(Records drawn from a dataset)
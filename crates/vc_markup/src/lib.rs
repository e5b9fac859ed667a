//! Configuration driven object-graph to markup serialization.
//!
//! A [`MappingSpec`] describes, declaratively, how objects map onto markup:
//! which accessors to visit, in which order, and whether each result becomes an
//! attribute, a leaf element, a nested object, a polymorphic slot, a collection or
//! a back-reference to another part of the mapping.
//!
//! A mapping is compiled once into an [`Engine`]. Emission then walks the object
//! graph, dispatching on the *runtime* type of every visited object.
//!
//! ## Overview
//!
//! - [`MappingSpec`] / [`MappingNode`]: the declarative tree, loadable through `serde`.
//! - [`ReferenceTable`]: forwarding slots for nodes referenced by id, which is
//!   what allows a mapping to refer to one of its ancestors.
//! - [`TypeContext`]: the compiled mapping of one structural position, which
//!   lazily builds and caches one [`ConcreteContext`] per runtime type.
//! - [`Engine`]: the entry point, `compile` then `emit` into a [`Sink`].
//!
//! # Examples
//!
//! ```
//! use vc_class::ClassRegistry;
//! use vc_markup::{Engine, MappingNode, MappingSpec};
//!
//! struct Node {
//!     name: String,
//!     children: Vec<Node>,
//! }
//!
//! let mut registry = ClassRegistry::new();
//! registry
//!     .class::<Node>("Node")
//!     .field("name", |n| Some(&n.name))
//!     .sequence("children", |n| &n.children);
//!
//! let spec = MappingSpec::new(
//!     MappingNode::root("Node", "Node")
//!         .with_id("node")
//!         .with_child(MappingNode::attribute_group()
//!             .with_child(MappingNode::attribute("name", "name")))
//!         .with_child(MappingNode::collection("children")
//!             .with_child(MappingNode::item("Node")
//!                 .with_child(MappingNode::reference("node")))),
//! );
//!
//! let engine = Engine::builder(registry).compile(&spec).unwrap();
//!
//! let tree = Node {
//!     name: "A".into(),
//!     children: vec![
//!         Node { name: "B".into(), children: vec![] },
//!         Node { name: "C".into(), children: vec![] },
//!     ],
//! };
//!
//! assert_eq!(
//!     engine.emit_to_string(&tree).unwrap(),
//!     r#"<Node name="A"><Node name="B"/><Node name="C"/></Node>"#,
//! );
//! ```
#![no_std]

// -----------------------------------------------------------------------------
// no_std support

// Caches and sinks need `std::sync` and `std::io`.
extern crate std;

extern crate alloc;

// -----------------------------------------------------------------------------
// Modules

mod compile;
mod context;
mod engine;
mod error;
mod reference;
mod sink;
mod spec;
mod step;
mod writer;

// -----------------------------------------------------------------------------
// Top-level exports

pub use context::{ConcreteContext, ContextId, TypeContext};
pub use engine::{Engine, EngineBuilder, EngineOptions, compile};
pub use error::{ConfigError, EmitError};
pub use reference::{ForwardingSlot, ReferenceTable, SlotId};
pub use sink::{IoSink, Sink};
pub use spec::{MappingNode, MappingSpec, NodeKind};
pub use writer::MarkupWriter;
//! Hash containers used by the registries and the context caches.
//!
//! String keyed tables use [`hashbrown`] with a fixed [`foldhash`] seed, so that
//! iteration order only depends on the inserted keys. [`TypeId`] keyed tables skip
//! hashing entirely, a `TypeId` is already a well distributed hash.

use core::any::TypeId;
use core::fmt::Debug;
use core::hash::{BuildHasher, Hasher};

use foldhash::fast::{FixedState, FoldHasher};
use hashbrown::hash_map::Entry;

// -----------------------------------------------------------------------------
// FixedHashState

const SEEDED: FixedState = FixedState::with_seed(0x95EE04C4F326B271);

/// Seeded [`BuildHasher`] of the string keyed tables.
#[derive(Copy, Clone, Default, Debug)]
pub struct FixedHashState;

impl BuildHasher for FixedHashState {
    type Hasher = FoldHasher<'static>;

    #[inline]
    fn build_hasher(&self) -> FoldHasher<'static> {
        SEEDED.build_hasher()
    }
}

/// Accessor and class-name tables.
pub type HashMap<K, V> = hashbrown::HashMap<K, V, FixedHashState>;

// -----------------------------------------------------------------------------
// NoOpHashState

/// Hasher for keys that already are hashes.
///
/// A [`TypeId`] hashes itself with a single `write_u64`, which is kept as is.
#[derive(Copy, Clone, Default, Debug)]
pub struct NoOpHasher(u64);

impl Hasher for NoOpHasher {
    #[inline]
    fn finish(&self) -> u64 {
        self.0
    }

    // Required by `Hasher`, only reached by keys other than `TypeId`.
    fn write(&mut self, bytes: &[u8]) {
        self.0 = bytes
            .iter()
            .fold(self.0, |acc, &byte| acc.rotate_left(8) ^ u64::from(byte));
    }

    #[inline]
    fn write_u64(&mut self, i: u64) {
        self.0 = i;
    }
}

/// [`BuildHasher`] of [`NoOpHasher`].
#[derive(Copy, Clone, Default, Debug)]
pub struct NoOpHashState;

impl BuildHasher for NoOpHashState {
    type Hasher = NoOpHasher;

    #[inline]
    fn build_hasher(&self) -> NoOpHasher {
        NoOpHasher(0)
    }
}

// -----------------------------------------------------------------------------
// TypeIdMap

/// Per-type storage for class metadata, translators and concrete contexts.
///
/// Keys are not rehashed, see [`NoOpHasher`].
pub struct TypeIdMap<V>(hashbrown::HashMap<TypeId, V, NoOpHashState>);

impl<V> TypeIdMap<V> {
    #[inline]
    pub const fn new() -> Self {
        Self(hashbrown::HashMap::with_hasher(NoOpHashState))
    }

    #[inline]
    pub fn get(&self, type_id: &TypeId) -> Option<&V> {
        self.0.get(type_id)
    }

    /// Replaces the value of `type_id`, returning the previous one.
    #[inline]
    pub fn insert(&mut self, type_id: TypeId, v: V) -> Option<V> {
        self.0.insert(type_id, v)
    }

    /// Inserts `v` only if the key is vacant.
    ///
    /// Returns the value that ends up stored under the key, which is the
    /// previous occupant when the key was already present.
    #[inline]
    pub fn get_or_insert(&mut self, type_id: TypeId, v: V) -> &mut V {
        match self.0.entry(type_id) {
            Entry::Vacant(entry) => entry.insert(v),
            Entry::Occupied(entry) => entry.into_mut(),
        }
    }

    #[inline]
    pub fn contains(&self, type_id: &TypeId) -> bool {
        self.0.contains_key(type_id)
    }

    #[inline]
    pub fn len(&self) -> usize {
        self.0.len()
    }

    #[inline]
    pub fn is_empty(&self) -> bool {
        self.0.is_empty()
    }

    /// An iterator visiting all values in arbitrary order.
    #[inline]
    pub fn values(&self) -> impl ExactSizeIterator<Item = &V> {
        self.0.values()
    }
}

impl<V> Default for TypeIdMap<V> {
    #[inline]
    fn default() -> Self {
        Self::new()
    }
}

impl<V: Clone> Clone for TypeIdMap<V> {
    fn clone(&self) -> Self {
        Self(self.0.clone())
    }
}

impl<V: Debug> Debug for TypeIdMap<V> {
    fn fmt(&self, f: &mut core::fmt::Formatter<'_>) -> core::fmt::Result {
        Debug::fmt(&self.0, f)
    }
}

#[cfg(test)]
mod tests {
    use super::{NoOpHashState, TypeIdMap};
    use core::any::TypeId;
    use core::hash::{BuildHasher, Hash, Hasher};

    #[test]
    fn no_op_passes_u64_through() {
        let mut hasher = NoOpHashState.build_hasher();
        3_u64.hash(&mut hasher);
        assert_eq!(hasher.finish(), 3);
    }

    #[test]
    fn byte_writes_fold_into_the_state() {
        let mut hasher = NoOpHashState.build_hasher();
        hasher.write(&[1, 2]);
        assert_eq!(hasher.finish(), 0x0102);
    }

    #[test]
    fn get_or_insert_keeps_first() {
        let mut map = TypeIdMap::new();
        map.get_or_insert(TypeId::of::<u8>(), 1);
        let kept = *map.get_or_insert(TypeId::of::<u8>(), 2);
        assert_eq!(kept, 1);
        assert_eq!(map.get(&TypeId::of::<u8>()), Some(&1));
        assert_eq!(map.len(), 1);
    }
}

◆ ACTION ITEM: Go through the data above line by line, count those that contain the string "ClassRegistry", and reply with the count only.

◆ RESPONSE TO THE EXERCISE: 2